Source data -

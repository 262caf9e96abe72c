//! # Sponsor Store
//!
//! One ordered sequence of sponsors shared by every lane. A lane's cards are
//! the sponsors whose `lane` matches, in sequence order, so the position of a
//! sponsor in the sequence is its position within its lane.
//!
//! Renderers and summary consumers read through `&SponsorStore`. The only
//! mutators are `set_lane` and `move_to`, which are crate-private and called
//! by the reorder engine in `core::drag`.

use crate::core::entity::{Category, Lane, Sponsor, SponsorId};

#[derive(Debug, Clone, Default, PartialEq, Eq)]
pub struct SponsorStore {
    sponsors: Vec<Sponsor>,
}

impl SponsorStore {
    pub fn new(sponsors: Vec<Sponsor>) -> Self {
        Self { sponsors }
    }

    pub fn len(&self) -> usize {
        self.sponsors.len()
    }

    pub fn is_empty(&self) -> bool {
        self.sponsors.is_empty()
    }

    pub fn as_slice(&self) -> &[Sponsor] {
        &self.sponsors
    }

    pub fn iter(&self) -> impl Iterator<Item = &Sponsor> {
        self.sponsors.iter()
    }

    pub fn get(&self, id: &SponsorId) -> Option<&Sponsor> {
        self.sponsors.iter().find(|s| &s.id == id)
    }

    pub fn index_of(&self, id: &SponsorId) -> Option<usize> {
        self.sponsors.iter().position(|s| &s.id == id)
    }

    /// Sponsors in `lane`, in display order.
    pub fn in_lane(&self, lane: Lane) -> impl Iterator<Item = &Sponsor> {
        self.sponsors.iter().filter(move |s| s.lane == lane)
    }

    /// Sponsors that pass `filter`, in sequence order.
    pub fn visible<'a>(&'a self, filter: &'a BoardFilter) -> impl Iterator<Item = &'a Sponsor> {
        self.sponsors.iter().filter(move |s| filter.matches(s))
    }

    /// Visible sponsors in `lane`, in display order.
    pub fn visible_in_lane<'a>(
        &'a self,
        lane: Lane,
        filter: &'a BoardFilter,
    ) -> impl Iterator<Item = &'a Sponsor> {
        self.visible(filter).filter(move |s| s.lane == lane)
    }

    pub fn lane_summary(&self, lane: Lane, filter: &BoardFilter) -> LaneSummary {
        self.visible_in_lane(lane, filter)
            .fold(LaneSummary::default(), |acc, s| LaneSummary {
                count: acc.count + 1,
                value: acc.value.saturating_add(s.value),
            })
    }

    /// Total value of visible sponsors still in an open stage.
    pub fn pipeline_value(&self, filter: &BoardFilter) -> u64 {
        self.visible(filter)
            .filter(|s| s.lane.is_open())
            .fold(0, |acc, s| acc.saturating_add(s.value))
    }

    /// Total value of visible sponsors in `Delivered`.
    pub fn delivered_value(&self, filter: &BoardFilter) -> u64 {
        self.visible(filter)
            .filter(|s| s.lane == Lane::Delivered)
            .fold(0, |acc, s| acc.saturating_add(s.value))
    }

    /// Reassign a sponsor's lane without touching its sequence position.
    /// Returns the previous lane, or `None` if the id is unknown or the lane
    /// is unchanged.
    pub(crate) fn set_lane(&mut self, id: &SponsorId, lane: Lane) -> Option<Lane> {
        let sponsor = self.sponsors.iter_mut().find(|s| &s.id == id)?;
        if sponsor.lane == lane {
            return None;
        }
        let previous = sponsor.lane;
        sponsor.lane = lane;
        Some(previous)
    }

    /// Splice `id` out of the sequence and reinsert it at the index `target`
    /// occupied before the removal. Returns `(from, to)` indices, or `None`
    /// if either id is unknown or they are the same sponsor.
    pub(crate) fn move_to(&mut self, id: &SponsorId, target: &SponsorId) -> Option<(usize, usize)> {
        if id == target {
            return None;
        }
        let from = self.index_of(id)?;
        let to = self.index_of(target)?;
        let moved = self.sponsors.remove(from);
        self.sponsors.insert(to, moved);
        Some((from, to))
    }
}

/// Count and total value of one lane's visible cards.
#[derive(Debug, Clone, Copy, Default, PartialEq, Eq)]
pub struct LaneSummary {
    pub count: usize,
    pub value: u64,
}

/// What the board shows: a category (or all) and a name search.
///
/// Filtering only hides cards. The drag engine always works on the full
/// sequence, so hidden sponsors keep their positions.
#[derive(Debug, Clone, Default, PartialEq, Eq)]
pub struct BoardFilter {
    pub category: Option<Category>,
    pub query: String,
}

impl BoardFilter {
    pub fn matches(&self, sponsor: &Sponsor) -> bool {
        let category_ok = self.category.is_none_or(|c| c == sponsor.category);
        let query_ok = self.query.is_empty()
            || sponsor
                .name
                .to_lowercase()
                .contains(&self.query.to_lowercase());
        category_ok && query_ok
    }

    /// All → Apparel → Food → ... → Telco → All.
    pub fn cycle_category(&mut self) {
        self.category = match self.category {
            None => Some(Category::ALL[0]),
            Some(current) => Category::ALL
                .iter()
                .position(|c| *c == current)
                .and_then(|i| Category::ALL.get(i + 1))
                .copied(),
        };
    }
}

---

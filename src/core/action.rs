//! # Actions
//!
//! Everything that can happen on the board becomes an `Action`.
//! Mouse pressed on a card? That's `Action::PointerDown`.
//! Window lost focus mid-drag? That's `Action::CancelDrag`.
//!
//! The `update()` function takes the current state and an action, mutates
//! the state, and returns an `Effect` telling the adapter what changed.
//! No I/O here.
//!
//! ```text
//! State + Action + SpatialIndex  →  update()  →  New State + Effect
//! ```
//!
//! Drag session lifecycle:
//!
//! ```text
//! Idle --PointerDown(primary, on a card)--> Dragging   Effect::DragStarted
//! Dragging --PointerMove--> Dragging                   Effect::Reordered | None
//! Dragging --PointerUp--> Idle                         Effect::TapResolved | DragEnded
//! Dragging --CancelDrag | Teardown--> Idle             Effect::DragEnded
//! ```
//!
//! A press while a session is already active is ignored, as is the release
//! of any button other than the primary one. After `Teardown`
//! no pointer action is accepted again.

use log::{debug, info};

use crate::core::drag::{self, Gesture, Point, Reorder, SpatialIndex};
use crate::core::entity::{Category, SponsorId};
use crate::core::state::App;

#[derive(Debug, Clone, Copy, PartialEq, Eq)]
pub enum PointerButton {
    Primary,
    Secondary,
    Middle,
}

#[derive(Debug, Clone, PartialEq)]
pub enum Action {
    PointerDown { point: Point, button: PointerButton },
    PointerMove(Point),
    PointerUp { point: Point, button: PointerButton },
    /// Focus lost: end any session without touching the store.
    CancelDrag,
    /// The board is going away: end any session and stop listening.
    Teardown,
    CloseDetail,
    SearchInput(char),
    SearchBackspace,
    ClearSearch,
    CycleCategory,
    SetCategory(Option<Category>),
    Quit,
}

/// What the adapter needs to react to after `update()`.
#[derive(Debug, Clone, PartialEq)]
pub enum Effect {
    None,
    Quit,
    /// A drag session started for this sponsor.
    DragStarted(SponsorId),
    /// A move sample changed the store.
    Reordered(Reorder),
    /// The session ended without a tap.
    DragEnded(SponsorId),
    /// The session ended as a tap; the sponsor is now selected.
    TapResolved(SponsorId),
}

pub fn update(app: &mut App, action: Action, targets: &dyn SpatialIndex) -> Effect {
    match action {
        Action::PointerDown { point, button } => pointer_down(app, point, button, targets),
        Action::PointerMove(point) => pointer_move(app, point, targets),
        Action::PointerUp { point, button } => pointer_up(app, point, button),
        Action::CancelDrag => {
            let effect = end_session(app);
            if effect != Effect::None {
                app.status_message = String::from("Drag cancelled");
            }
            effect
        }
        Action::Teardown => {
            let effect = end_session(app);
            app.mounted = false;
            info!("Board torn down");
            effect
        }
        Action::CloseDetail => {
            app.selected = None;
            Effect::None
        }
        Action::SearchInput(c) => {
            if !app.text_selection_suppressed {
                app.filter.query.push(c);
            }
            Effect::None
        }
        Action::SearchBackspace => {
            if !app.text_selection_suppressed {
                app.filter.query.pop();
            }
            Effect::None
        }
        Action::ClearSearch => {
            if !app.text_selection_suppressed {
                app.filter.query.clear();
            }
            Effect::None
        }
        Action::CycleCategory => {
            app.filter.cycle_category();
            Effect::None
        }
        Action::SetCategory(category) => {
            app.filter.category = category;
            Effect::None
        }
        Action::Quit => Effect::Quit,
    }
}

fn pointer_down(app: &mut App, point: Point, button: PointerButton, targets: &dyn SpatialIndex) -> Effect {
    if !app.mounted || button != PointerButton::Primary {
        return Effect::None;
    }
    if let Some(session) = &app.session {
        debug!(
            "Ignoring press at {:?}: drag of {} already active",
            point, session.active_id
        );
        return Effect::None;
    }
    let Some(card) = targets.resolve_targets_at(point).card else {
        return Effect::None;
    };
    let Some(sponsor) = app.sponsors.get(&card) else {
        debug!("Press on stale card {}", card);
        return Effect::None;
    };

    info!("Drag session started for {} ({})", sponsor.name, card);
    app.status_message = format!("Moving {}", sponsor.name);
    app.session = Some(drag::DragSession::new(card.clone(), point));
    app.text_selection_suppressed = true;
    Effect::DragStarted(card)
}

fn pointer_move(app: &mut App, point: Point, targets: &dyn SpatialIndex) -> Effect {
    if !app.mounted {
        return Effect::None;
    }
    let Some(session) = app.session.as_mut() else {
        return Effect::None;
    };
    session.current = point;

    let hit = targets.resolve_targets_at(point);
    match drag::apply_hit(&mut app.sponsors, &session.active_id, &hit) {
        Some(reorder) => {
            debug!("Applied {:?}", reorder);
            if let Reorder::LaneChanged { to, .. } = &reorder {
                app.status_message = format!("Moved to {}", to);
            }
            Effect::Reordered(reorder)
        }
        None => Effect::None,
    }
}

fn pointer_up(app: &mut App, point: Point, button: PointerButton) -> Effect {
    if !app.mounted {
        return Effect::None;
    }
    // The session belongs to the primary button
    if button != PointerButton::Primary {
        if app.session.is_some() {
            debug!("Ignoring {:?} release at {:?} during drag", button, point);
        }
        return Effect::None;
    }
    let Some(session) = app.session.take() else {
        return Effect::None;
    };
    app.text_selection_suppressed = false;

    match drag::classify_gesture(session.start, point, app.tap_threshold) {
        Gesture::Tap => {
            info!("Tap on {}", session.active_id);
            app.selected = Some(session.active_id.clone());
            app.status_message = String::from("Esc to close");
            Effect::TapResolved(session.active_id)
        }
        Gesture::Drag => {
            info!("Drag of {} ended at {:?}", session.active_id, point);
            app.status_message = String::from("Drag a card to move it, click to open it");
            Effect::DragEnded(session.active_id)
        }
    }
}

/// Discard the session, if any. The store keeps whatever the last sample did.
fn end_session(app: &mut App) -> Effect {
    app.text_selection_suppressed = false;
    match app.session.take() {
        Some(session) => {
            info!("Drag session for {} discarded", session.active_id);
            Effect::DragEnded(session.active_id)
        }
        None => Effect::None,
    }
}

ABOUT THIS TASK - Scan the records above and report every line with the string "else".

WORKED SOLUTION -
    let Some(card) = targets.resolve_targets_at(point).card else {
    let Some(sponsor) = app.sponsors.get(&card) else {
    let Some(session) = app.session.as_mut() else {
    let Some(session) = app.session.take() else {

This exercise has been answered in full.